■ EXERCISE:
Would you return the lines from the one that contains "self.api.rename_files(file_ids, Params::new()).await" to the last line of the entries below, exactly and with nothing added?

■ EXERCISE INPUT:
Start of Block

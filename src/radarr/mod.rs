mod movie;

pub use movie::{Movie, MovieItem};

use crate::error::{Error, Result};
use crate::http::{HttpClient, Params, Transport};
use crate::media::{ApiLayout, MediaClient, Paging};
use crate::models::Items;
use serde_json::{json, Value};
use tracing::{info, instrument};

const LANGUAGE_PROFILE_PATH: &str = "/api/v3/languageProfile";

/// Radarr API client.
pub struct RadarrClient {
    api: MediaClient,
}

/// Parameters of [`RadarrClient::add_movie`].
///
/// The movie description comes from `movie_info`, or is looked up when a
/// TMDB or IMDB id is given.
#[derive(Debug, Clone)]
pub struct AddMovie {
    pub quality: u32,
    pub tmdb_id: Option<u64>,
    pub imdb_id: Option<String>,
    pub movie_info: Option<MovieItem>,
    pub monitored: bool,
    pub search: bool,
    /// Full path of the movie folder; built from the root folder when unset.
    pub path: Option<String>,
    /// Root folder id, ignored when `path` is set. 0 means the default one.
    pub root_id: u32,
}

impl AddMovie {
    pub fn new(quality: u32) -> Self {
        Self {
            quality,
            tmdb_id: None,
            imdb_id: None,
            movie_info: None,
            monitored: true,
            search: true,
            path: None,
            root_id: 0,
        }
    }

    pub fn tmdb(mut self, tmdb_id: u64) -> Self {
        self.tmdb_id = Some(tmdb_id);
        self
    }

    pub fn imdb(mut self, imdb_id: &str) -> Self {
        self.imdb_id = Some(imdb_id.to_string());
        self
    }

    pub fn movie_info(mut self, movie: MovieItem) -> Self {
        self.movie_info = Some(movie);
        self
    }
}

impl RadarrClient {
    pub fn new(transport: Box<dyn Transport>) -> Self {
        Self {
            api: MediaClient::new(transport, ApiLayout::radarr()),
        }
    }

    pub fn connect(
        host_url: &str,
        api_key: &str,
        username: Option<&str>,
        password: Option<&str>,
    ) -> Result<Self> {
        let http = HttpClient::new(host_url, api_key, username, password)?;
        Ok(Self::new(Box::new(http)))
    }

    /// Endpoints shared with Sonarr.
    pub fn api(&self) -> &MediaClient {
        &self.api
    }

    pub fn api_mut(&mut self) -> &mut MediaClient {
        &mut self.api
    }

    pub fn close(&mut self) {
        self.api.close();
    }

    pub async fn get_language_profiles(&self) -> Result<Vec<Value>> {
        match self.api.transport().get(LANGUAGE_PROFILE_PATH, None).await? {
            Value::Array(profiles) => Ok(profiles),
            Value::Null => Ok(Vec::new()),
            other => Err(Error::client(format!(
                "Expected a list of language profiles, got: {}",
                other
            ))),
        }
    }

    /// One movie, or every movie of the collection when `movie_id` is `None`.
    #[instrument(skip(self))]
    pub async fn get_movie(&self, movie_id: Option<u64>) -> Result<Items<Movie>> {
        let res = self.api.get_item(movie_id).await?;
        Items::from_value(res)
    }

    /// Search for a movie by TMDB id, else IMDB id, else keywords.
    ///
    /// Returns `None` when nothing matches.
    #[instrument(skip(self))]
    pub async fn lookup_movie(
        &self,
        term: Option<&str>,
        imdb_id: Option<&str>,
        tmdb_id: Option<u64>,
    ) -> Result<Option<Items<Movie>>> {
        let term = match (
            tmdb_id.filter(|id| *id != 0),
            imdb_id.filter(|id| !id.is_empty()),
            term.filter(|t| !t.is_empty()),
        ) {
            (Some(tmdb), _, _) => format!("tmdb:{}", tmdb),
            (None, Some(imdb), _) => format!("imdb:{}", imdb),
            (None, None, Some(term)) => term.to_string(),
            (None, None, None) => return Err(Error::Radarr("Error, invalid parameters".into())),
        };

        let res = self.api.lookup_item(&term).await?;
        Items::from_lookup(res)
    }

    #[instrument(skip(self, request))]
    pub async fn add_movie(&self, request: AddMovie) -> Result<Value> {
        let tmdb_id = request.tmdb_id.filter(|id| *id != 0);
        let imdb_id = request.imdb_id.as_deref().filter(|id| !id.is_empty());
        let movie_info = if tmdb_id.is_some() || imdb_id.is_some() {
            self.lookup_movie(None, imdb_id, tmdb_id)
                .await?
                .and_then(Items::into_first)
        } else {
            request.movie_info
        };
        let mut movie = movie_info.ok_or_else(|| {
            Error::Radarr("Error, invalid parameters or invalid tmdb/imdb id".into())
        })?;

        let path = match request.path {
            Some(path) => path,
            None => self.build_movie_path(&movie, request.root_id).await?,
        };
        movie.set_path(&path);
        movie.set_quality_profile_id(request.quality);
        movie.set_monitored(request.monitored);
        movie.add_attribute("addOptions", json!({"searchForMovie": request.search}));

        info!("Adding movie to Radarr: {}", movie.title());
        self.api.add_item(&movie.to_value()).await
    }

    /// `<root folder>/<title> (<year>)`.
    pub async fn build_movie_path(&self, movie: &MovieItem, root_folder_id: u32) -> Result<String> {
        self.api
            .build_item_path(&movie.folder_title(), root_folder_id)
            .await
    }

    pub async fn delete_movie(
        &self,
        movie_id: u64,
        delete_files: bool,
        add_exclusion: bool,
    ) -> Result<Value> {
        let mut options = Params::new();
        if add_exclusion {
            options.insert(
                self.api.layout().import_exclusion_option.to_string(),
                json!(true),
            );
        }
        self.api.delete_item(movie_id, delete_files, &options).await
    }

    /// Replace a movie, usually one obtained from [`RadarrClient::get_movie`].
    pub async fn edit_movie(&self, movie: &MovieItem, move_files: bool) -> Result<Value> {
        let mut params = Params::new();
        if move_files {
            params.insert("moveFiles".to_string(), json!(true));
        }
        self.api.edit_item(&movie.to_value(), Some(&params)).await
    }

    /// Refresh information and rescan disk for one movie, or all of them.
    pub async fn refresh_movie(&self, movie_id: Option<u64>) -> Result<Value> {
        self.api.item_command("RefreshMovie", movie_id).await
    }

    pub async fn rescan_movie(&self, movie_id: Option<u64>) -> Result<Value> {
        self.api.item_command("RescanMovie", movie_id).await
    }

    pub async fn create_exclusion(&self, title: &str, tmdb_id: u64, year: u32) -> Result<Value> {
        let body = json!({"movieTitle": title, "tmdbId": tmdb_id, "movieYear": year});
        self.api.create_exclusion(&body).await
    }

    pub async fn missing_movies_search(&self) -> Result<Value> {
        self.api
            .send_command(&json!({"name": "MissingMoviesSearch"}))
            .await
    }

    pub async fn get_queue(&self, paging: &Paging, include_unknown: bool) -> Result<Value> {
        self.api.get_queue(paging, include_unknown).await
    }

    pub async fn rename_files(&self, file_ids: &[u64]) -> Result<Value> {
        self.api.rename_files(file_ids, Params::new()).await
    }

    pub async fn get_rename(&self, movie_id: u64) -> Result<Value> {
        self.api.get_rename(movie_id).await
    }
}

End of Block

■ REPLY:
        self.api.rename_files(file_ids, Params::new()).await
    }

    pub async fn get_rename(&self, movie_id: u64) -> Result<Value> {
        self.api.get_rename(movie_id).await
    }
}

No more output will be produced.